[Data items]

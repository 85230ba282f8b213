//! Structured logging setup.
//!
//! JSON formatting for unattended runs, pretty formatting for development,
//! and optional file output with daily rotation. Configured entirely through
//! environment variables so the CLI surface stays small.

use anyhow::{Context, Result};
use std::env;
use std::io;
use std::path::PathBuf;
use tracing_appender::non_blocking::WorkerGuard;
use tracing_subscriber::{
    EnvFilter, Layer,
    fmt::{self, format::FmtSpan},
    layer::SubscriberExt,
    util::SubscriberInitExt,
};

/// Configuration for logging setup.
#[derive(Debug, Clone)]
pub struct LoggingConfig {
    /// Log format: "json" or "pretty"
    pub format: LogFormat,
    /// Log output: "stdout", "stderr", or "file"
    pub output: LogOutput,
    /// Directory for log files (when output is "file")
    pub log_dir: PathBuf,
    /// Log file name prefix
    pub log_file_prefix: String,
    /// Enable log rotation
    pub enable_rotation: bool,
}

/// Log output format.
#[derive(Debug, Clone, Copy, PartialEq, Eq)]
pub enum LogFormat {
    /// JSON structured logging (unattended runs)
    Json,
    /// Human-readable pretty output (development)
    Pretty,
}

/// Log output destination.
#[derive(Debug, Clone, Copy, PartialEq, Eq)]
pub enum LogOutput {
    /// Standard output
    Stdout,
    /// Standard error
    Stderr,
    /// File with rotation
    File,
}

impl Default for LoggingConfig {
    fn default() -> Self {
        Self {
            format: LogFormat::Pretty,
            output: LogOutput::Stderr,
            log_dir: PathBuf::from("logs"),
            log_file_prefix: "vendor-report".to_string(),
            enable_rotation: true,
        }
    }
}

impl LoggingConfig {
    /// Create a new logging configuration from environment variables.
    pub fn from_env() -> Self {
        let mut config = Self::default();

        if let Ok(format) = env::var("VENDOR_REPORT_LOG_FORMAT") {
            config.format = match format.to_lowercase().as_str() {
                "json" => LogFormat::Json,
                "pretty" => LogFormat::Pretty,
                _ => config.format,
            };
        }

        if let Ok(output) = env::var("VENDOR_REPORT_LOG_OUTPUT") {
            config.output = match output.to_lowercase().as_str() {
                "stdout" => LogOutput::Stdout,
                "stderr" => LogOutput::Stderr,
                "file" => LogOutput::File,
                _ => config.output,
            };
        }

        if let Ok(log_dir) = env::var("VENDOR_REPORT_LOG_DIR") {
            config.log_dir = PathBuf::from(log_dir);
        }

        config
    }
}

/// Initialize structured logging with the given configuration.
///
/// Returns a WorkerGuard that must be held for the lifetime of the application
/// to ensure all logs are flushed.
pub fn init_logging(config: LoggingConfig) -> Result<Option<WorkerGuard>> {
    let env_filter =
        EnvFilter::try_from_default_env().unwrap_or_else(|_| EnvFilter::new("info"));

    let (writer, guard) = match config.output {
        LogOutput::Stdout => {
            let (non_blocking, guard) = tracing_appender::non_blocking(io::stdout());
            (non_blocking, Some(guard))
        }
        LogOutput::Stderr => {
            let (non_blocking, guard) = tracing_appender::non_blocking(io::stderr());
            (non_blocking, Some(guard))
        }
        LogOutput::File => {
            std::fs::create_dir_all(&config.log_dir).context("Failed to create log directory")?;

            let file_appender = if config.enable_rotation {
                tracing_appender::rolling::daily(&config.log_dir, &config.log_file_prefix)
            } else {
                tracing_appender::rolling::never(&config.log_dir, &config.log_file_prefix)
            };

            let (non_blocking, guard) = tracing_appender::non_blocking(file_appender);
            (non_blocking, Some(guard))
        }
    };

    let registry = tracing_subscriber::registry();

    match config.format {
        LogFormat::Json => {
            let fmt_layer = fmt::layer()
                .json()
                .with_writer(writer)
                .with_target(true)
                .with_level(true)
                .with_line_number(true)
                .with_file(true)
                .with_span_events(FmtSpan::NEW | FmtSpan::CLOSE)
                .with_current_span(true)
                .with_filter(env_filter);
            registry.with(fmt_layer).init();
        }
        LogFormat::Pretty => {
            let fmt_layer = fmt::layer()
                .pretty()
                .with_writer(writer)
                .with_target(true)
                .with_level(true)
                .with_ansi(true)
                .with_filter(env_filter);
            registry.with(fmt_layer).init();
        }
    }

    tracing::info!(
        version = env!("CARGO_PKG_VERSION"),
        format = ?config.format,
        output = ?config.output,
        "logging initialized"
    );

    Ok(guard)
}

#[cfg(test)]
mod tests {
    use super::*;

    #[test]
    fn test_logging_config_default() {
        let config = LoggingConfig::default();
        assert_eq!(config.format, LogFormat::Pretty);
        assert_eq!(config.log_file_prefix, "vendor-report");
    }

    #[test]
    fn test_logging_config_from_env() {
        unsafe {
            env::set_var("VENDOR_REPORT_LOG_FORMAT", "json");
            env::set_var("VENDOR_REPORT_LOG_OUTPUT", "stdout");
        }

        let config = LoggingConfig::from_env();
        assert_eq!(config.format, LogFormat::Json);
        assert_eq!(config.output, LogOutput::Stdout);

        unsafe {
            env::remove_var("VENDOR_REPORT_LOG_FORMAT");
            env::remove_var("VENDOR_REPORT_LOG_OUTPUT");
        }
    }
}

---

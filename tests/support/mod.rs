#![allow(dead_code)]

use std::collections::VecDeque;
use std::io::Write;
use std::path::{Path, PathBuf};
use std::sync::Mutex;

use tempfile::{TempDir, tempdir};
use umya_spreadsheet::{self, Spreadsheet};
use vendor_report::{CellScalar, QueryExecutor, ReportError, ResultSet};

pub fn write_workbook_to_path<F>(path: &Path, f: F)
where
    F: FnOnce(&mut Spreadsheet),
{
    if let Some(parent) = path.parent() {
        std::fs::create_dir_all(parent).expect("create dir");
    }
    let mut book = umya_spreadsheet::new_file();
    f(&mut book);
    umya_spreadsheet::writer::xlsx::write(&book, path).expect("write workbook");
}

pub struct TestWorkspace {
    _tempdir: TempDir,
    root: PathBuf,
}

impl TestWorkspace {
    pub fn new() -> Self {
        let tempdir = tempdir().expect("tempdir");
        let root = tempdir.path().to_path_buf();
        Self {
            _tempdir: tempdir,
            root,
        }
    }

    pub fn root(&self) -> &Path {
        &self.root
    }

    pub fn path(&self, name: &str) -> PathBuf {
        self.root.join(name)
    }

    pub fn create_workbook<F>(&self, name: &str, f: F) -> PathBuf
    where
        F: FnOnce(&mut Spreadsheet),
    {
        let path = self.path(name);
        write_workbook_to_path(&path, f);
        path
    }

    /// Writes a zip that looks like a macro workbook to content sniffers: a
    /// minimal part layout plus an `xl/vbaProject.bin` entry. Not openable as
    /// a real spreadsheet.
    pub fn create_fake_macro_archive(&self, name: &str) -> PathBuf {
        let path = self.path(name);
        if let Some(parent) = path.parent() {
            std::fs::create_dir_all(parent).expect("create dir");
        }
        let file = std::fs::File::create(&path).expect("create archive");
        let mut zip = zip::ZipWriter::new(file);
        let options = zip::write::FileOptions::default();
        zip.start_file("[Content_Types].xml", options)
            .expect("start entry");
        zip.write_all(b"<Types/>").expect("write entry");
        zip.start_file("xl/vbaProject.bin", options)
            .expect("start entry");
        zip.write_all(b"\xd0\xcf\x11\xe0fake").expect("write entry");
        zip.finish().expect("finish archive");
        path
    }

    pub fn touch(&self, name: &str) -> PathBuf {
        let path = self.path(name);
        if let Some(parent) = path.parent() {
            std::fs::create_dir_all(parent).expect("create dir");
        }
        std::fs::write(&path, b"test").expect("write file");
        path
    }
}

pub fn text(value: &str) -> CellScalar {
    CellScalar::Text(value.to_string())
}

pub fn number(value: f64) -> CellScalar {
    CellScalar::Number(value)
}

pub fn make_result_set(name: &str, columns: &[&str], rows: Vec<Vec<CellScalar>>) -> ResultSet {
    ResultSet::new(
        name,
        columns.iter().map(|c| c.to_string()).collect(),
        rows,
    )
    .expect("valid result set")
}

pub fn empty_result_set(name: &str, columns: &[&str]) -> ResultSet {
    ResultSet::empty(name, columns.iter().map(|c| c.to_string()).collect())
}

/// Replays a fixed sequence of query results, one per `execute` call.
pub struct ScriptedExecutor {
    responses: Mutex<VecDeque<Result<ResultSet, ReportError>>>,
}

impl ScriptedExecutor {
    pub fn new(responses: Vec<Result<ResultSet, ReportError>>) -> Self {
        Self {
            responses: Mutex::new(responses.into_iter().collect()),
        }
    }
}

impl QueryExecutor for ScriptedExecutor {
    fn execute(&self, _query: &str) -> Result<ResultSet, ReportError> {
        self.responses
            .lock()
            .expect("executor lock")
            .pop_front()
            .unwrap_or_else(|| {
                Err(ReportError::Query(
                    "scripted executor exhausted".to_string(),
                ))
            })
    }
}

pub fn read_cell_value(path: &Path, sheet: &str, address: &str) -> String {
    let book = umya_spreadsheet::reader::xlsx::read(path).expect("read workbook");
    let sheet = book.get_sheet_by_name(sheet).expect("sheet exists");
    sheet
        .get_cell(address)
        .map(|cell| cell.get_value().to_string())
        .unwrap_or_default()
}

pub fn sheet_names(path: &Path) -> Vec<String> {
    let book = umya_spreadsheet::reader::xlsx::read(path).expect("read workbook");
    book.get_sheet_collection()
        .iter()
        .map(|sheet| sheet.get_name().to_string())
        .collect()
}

--

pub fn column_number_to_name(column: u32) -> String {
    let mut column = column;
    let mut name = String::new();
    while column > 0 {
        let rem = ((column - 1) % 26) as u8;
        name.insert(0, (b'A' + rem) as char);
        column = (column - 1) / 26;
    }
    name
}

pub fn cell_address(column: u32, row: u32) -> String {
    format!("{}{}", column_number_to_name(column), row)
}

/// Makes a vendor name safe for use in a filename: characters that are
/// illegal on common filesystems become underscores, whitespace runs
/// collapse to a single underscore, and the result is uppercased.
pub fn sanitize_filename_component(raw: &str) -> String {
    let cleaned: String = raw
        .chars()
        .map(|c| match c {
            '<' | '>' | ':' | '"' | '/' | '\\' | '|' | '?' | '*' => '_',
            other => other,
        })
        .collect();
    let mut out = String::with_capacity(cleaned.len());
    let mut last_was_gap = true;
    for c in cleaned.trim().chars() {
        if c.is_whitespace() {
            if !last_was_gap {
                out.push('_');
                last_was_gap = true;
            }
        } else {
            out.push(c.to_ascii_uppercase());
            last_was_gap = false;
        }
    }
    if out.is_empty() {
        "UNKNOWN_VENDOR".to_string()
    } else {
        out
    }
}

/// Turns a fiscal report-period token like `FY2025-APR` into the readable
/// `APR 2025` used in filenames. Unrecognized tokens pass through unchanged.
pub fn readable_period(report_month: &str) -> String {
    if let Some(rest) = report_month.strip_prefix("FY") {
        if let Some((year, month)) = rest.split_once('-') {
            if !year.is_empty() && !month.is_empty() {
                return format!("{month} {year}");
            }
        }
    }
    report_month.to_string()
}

Work order: Retype exactly the lines of the data above that fall between the line with "File with rotation" and the line with "if let Ok(format)", inclusive, and add nothing.

Answer to this task:
    /// File with rotation
    File,
}

impl Default for LoggingConfig {
    fn default() -> Self {
        Self {
            format: LogFormat::Pretty,
            output: LogOutput::Stderr,
            log_dir: PathBuf::from("logs"),
            log_file_prefix: "vendor-report".to_string(),
            enable_rotation: true,
        }
    }
}

impl LoggingConfig {
    /// Create a new logging configuration from environment variables.
    pub fn from_env() -> Self {
        let mut config = Self::default();

        if let Ok(format) = env::var("VENDOR_REPORT_LOG_FORMAT") {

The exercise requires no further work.